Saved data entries

++++++++

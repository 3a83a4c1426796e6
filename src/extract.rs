use std::str::FromStr;
use std::sync::OnceLock;

use regex::Regex;

use crate::types::MetricRecord;

/// Prefix of the structured metrics line a benchmark may print instead of
/// (or alongside) the free-form summary.
pub const STRUCTURED_PREFIX: &str = "OPSBENCH-METRICS";

/// Structured line versions this extractor understands.
pub const SUPPORTED_VERSIONS: &[&str] = &["v1"];

struct Patterns {
    duration: Regex,
    total_operations: Regex,
    ops_per_second: Regex,
    op_counts: [Regex; 3],
}

fn patterns() -> &'static Patterns {
    static PATTERNS: OnceLock<Patterns> = OnceLock::new();
    PATTERNS.get_or_init(|| {
        let compile = |pattern: &str| {
            Regex::new(pattern).expect("Failed to compile metric extraction pattern")
        };
        Patterns {
            duration: compile(r"Duration:\s*(\d+)\s*ms"),
            total_operations: compile(r"Total operations:\s*(\d+)"),
            // Accepts exponent notation such as 3.08928e+06.
            ops_per_second: compile(r"Operations per second:\s*([\d.eE+\-]+)"),
            op_counts: [
                compile(r"Operation 1.*?:\s*(\d+)"),
                compile(r"Operation 2.*?:\s*(\d+)"),
                compile(r"Operation 3.*?:\s*(\d+)"),
            ],
        }
    })
}

/// Parse captured benchmark output into a `MetricRecord`.
///
/// Returns `None` when the output is absent, empty, or contains no
/// recognizable field at all. Otherwise every field is extracted on its own;
/// a field that is missing or fails to parse is simply left out.
///
/// A supported `OPSBENCH-METRICS <version> {json}` line takes precedence over
/// the textual patterns when present.
pub fn extract_metrics(output: Option<&str>) -> Option<MetricRecord> {
    let text = output?;
    if text.trim().is_empty() {
        return None;
    }

    let record = extract_structured(text).unwrap_or_else(|| extract_textual(text));

    if record.is_empty() { None } else { Some(record) }
}

/// Scan free-form text with the fixed per-field patterns.
pub fn extract_textual(text: &str) -> MetricRecord {
    let p = patterns();
    let [op1, op2, op3] = &p.op_counts;

    MetricRecord {
        duration_ms: capture(&p.duration, text),
        total_operations: capture(&p.total_operations, text),
        ops_per_second: capture(&p.ops_per_second, text).filter(is_valid_throughput),
        op1_count: capture(op1, text),
        op2_count: capture(op2, text),
        op3_count: capture(op3, text),
    }
}

/// Find the first supported structured metrics line and decode it.
///
/// Lines with an unknown version or a JSON payload that does not fit the
/// record schema are skipped.
pub fn extract_structured(text: &str) -> Option<MetricRecord> {
    text.lines().find_map(|line| {
        let rest = line.trim().strip_prefix(STRUCTURED_PREFIX)?;
        let (version, payload) = rest.trim_start().split_once(char::is_whitespace)?;
        if !SUPPORTED_VERSIONS.contains(&version) {
            tracing::debug!(version, "ignoring structured metrics line with unknown version");
            return None;
        }
        match serde_json::from_str::<MetricRecord>(payload.trim()) {
            Ok(mut record) => {
                record.ops_per_second = record.ops_per_second.filter(is_valid_throughput);
                Some(record)
            }
            Err(err) => {
                tracing::debug!(%err, "ignoring malformed structured metrics line");
                None
            }
        }
    })
}

/// Throughput must be a finite, non-negative rate.
fn is_valid_throughput(value: &f64) -> bool {
    value.is_finite() && *value >= 0.0
}

fn capture<T: FromStr>(re: &Regex, text: &str) -> Option<T> {
    re.captures(text)
        .and_then(|caps| caps.get(1))
        .and_then(|m| m.as_str().parse().ok())
}

#[cfg(test)]
mod tests {
    use super::*;

    const FULL_OUTPUT: &str = "\
Loading students from CSV...
Loaded 12000 students

Starting benchmark (10 seconds)...
Operation ratio - Op1:Op2:Op3 = 5:1:100

=== BENCHMARK RESULTS ===
Duration: 10000 ms
Total operations: 30892800
Operations per second: 3.08928e+06

Operation 1 (Find group with most students): 1454978
Operation 2 (Change student group): 291035
Operation 3 (Find group with highest rating): 29146787

Actual ratio: 1454978:291035:29146787
";

    #[test]
    fn absent_input_yields_nothing() {
        assert_eq!(extract_metrics(None), None);
    }

    #[test]
    fn empty_input_yields_nothing() {
        assert_eq!(extract_metrics(Some("")), None);
        assert_eq!(extract_metrics(Some("  \n\t\n")), None);
    }

    #[test]
    fn unrelated_text_yields_nothing() {
        assert_eq!(extract_metrics(Some("Segmentation fault\n")), None);
    }

    #[test]
    fn full_output_extracts_every_field() {
        let record = extract_metrics(Some(FULL_OUTPUT)).unwrap();
        assert_eq!(record.duration_ms, Some(10000));
        assert_eq!(record.total_operations, Some(30892800));
        assert_eq!(record.ops_per_second, Some(3_089_280.0));
        assert_eq!(record.op1_count, Some(1454978));
        assert_eq!(record.op2_count, Some(291035));
        assert_eq!(record.op3_count, Some(29146787));
    }

    #[test]
    fn scientific_notation_throughput() {
        let record = extract_metrics(Some("Operations per second: 3.08928e+06")).unwrap();
        assert_eq!(record.ops_per_second, Some(3089280.0));

        let record = extract_metrics(Some("Operations per second: 1.5E-3")).unwrap();
        assert_eq!(record.ops_per_second, Some(0.0015));
    }

    #[test]
    fn missing_op_categories_are_absent() {
        let text = "Duration: 500 ms\nTotal operations: 1000\nOperations per second: 2000.0";
        let record = extract_metrics(Some(text)).unwrap();
        assert_eq!(
            record,
            MetricRecord {
                duration_ms: Some(500),
                total_operations: Some(1000),
                ops_per_second: Some(2000.0),
                ..Default::default()
            }
        );
        assert_eq!(record.op_counts(), [None, None, None]);
    }

    #[test]
    fn field_order_does_not_matter() {
        let forward = "Duration: 7 ms\nOperation 2 (b): 3\nOperations per second: 42.5\n";
        let reversed = "Operations per second: 42.5\nOperation 2 (b): 3\nDuration: 7 ms\n";
        assert_eq!(extract_metrics(Some(forward)), extract_metrics(Some(reversed)));
    }

    #[test]
    fn extraction_is_deterministic() {
        let first = extract_metrics(Some(FULL_OUTPUT));
        let second = extract_metrics(Some(FULL_OUTPUT));
        assert_eq!(first, second);
    }

    #[test]
    fn malformed_field_is_absent_not_fatal() {
        let text = "Duration: 99999999999999999999999 ms\nOperations per second: 1.2.3\nTotal operations: 12";
        let record = extract_metrics(Some(text)).unwrap();
        assert_eq!(record.duration_ms, None);
        assert_eq!(record.ops_per_second, None);
        assert_eq!(record.total_operations, Some(12));
    }

    #[test]
    fn op_label_matches_regardless_of_description() {
        let text = "Operation 1: 10\nOperation 2 - change group: 20\nOperation 3 (x): 30";
        let record = extract_metrics(Some(text)).unwrap();
        assert_eq!(record.op_counts(), [Some(10), Some(20), Some(30)]);
    }

    #[test]
    fn ratio_line_is_not_an_op_count() {
        let record = extract_metrics(Some("Operation ratio - Op1:Op2:Op3 = 5:1:100\n"));
        assert_eq!(record, None);
    }

    #[test]
    fn first_occurrence_wins() {
        let text = "Duration: 10 ms\nDuration: 20 ms\n";
        let record = extract_metrics(Some(text)).unwrap();
        assert_eq!(record.duration_ms, Some(10));
    }

    #[test]
    fn zero_value_is_present() {
        let record = extract_metrics(Some("Operations per second: 0")).unwrap();
        assert_eq!(record.ops_per_second, Some(0.0));
    }

    #[test]
    fn negative_throughput_is_absent() {
        let text = "Operations per second: -5\nTotal operations: 10\n";
        let record = extract_metrics(Some(text)).unwrap();
        assert_eq!(record.ops_per_second, None);
        assert_eq!(record.total_operations, Some(10));

        let record = extract_metrics(Some("OPSBENCH-METRICS v1 {\"ops_per_second\": -2.5}"));
        assert_eq!(record, None);
    }

    // --- structured line ---

    #[test]
    fn structured_line_takes_precedence() {
        let text = "\
Duration: 1 ms
OPSBENCH-METRICS v1 {\"duration_ms\": 250, \"ops_per_second\": 8000}
";
        let record = extract_metrics(Some(text)).unwrap();
        assert_eq!(record.duration_ms, Some(250));
        assert_eq!(record.ops_per_second, Some(8000.0));
        assert_eq!(record.total_operations, None);
    }

    #[test]
    fn unknown_version_falls_back_to_patterns() {
        let text = "OPSBENCH-METRICS v9 {\"duration_ms\": 250}\nDuration: 5 ms\n";
        let record = extract_metrics(Some(text)).unwrap();
        assert_eq!(record.duration_ms, Some(5));
    }

    #[test]
    fn malformed_structured_payload_falls_back() {
        let text = "OPSBENCH-METRICS v1 {not json}\nTotal operations: 77\n";
        let record = extract_metrics(Some(text)).unwrap();
        assert_eq!(record.total_operations, Some(77));
    }

    #[test]
    fn structured_payload_ignores_unknown_fields() {
        let record =
            extract_structured("OPSBENCH-METRICS v1 {\"op3_count\": 4, \"cache\": true}").unwrap();
        assert_eq!(record.op3_count, Some(4));
        assert_eq!(record.field_count(), 1);
    }
}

++++++++

### [Task directions]
Look through the records above for the string "students", then copy every line that has it.

### [Answer box]
Loading students from CSV...
Loaded 12000 students
Operation 1 (Find group with most students): 1454978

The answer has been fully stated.